Search the records for the string "lowered", then copy each line where it appears.

*** Opening EXCERPTED RECORDS ***

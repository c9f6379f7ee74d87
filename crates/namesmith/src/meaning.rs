//! Meaning-biased generation.
//!
//! Each letter stands for three concepts. Concepts mentioned in a meaning
//! text make their letters significant, and a generated name is nudged to
//! contain at least one of them. Letter presence is the only guarantee.

use tracing::debug;

use crate::error::GenerationError;
use crate::generator::{GenerationOptions, NameGenerator};
use crate::random::RandomSource;

const MEANING_MIN_LENGTH: usize = 4;
const MEANING_MAX_LENGTH: usize = 12;

/// Letters drawn when no concept matches.
const RANDOM_LETTER_COUNT: usize = 3;

const MEANINGS: [(char, [&str; 3]); 26] = [
    ('a', ["strength", "power", "courage"]),
    ('b', ["beauty", "grace", "elegance"]),
    ('c', ["wisdom", "knowledge", "intelligence"]),
    ('d', ["earth", "ground", "stability"]),
    ('e', ["air", "wind", "freedom"]),
    ('f', ["fire", "passion", "energy"]),
    ('g', ["growth", "nature", "life"]),
    ('h', ["healing", "health", "restoration"]),
    ('i', ["ice", "cold", "calm"]),
    ('j', ["justice", "fairness", "balance"]),
    ('k', ["kinship", "family", "community"]),
    ('l', ["light", "illumination", "truth"]),
    ('m', ["magic", "mystery", "wonder"]),
    ('n', ["night", "darkness", "shadow"]),
    ('o', ["order", "structure", "organization"]),
    ('p', ["protection", "safety", "security"]),
    ('q', ["quest", "journey", "adventure"]),
    ('r', ["royalty", "nobility", "leadership"]),
    ('s', ["spirit", "soul", "essence"]),
    ('t', ["time", "eternity", "persistence"]),
    ('u', ["unity", "harmony", "peace"]),
    ('v', ["victory", "triumph", "success"]),
    ('w', ["water", "flow", "adaptability"]),
    ('x', ["unknown", "mystery", "enigma"]),
    ('y', ["youth", "vitality", "energy"]),
    ('z', ["zeal", "passion", "intensity"]),
];

/// Returns the letters whose concepts appear in `meaning`, in alphabetical
/// order.
///
/// Matching is a case-insensitive substring search, so a concept embedded
/// in a longer word still counts.
///
/// # Example
///
/// ```
/// use namesmith::significant_letters;
///
/// assert_eq!(significant_letters("Courage and fire"), vec!['a', 'f']);
/// assert!(significant_letters("nothing relevant").is_empty());
/// ```
#[must_use]
pub fn significant_letters(meaning: &str) -> Vec<char> {
    let text = meaning.to_lowercase();
    MEANINGS
        .iter()
        .filter(|(_, concepts)| concepts.iter().any(|concept| text.contains(concept)))
        .map(|&(letter, _)| letter)
        .collect()
}

impl NameGenerator {
    /// Generates a name for `style` that contains a letter significant to
    /// `meaning`.
    ///
    /// The name comes from the regular pipeline with bounds `4..=12` and
    /// uniqueness on. If it contains no significant letter (ignoring case),
    /// one is inserted at a random interior position, which can push the
    /// result past 12 characters. The cache keeps the name as generated.
    ///
    /// # Errors
    ///
    /// Returns [`GenerationError`] if the style's constraint repair faults.
    pub fn generate_with_meaning(
        &mut self,
        meaning: &str,
        style: &str,
        seed: Option<u64>,
    ) -> Result<String, GenerationError> {
        let mut rng = RandomSource::from_optional_seed(seed);
        let mut letters = significant_letters(meaning);
        if letters.is_empty() {
            letters = (0..RANDOM_LETTER_COUNT).map(|_| rng.letter()).collect();
        }
        debug!(style = %style, letters = ?letters, "resolved significant letters");

        let options = GenerationOptions::default()
            .with_length_bounds(MEANING_MIN_LENGTH, MEANING_MAX_LENGTH)
            .with_seed(rng.seed());
        let name = self.generate(style, &options)?;

        let lowered = name.to_lowercase();
        if letters.iter().any(|&letter| lowered.contains(letter)) {
            return Ok(name);
        }

        let mut chars: Vec<char> = name.chars().collect();
        let position = rng.range(1, chars.len()).min(chars.len());
        let letter = rng.pick(&letters).copied().unwrap_or('a');
        chars.insert(position, letter);
        Ok(chars.into_iter().collect())
    }
}
//! Phonetic post-processing of raw candidates.
//!
//! Substitutions run first, unconditionally and in registration order.
//! Mutations then run in registration order over the progressively
//! rewritten string, each firing with [`MUTATION_CHANCE`] percent
//! probability when its trigger is present.

use crate::random::RandomSource;
use crate::style::PhoneticStyle;

/// Percentage chance that a present mutation trigger is rewritten.
pub const MUTATION_CHANCE: u32 = 80;

/// Applies `style`'s substitutions and mutations to `candidate`.
///
/// Replacement is literal and global: every non-overlapping occurrence of a
/// trigger is replaced.
pub fn apply_rewrites(candidate: &str, style: &PhoneticStyle, rng: &mut RandomSource) -> String {
    let substituted = style
        .substitutions()
        .iter()
        .fold(candidate.to_owned(), |text, rule| {
            text.replace(&rule.from, &rule.to)
        });

    style.mutations().iter().fold(substituted, |text, mutation| {
        if !text.contains(&mutation.trigger) || rng.below(100) >= MUTATION_CHANCE {
            return text;
        }
        let Some(replacement) = rng.pick(&mutation.alternatives) else {
            return text;
        };
        text.replace(&mutation.trigger, replacement)
    })
}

*** Closing EXCERPTED RECORDS ***

TASK OUTPUT:
        let lowered = name.to_lowercase();
        if letters.iter().any(|&letter| lowered.contains(letter)) {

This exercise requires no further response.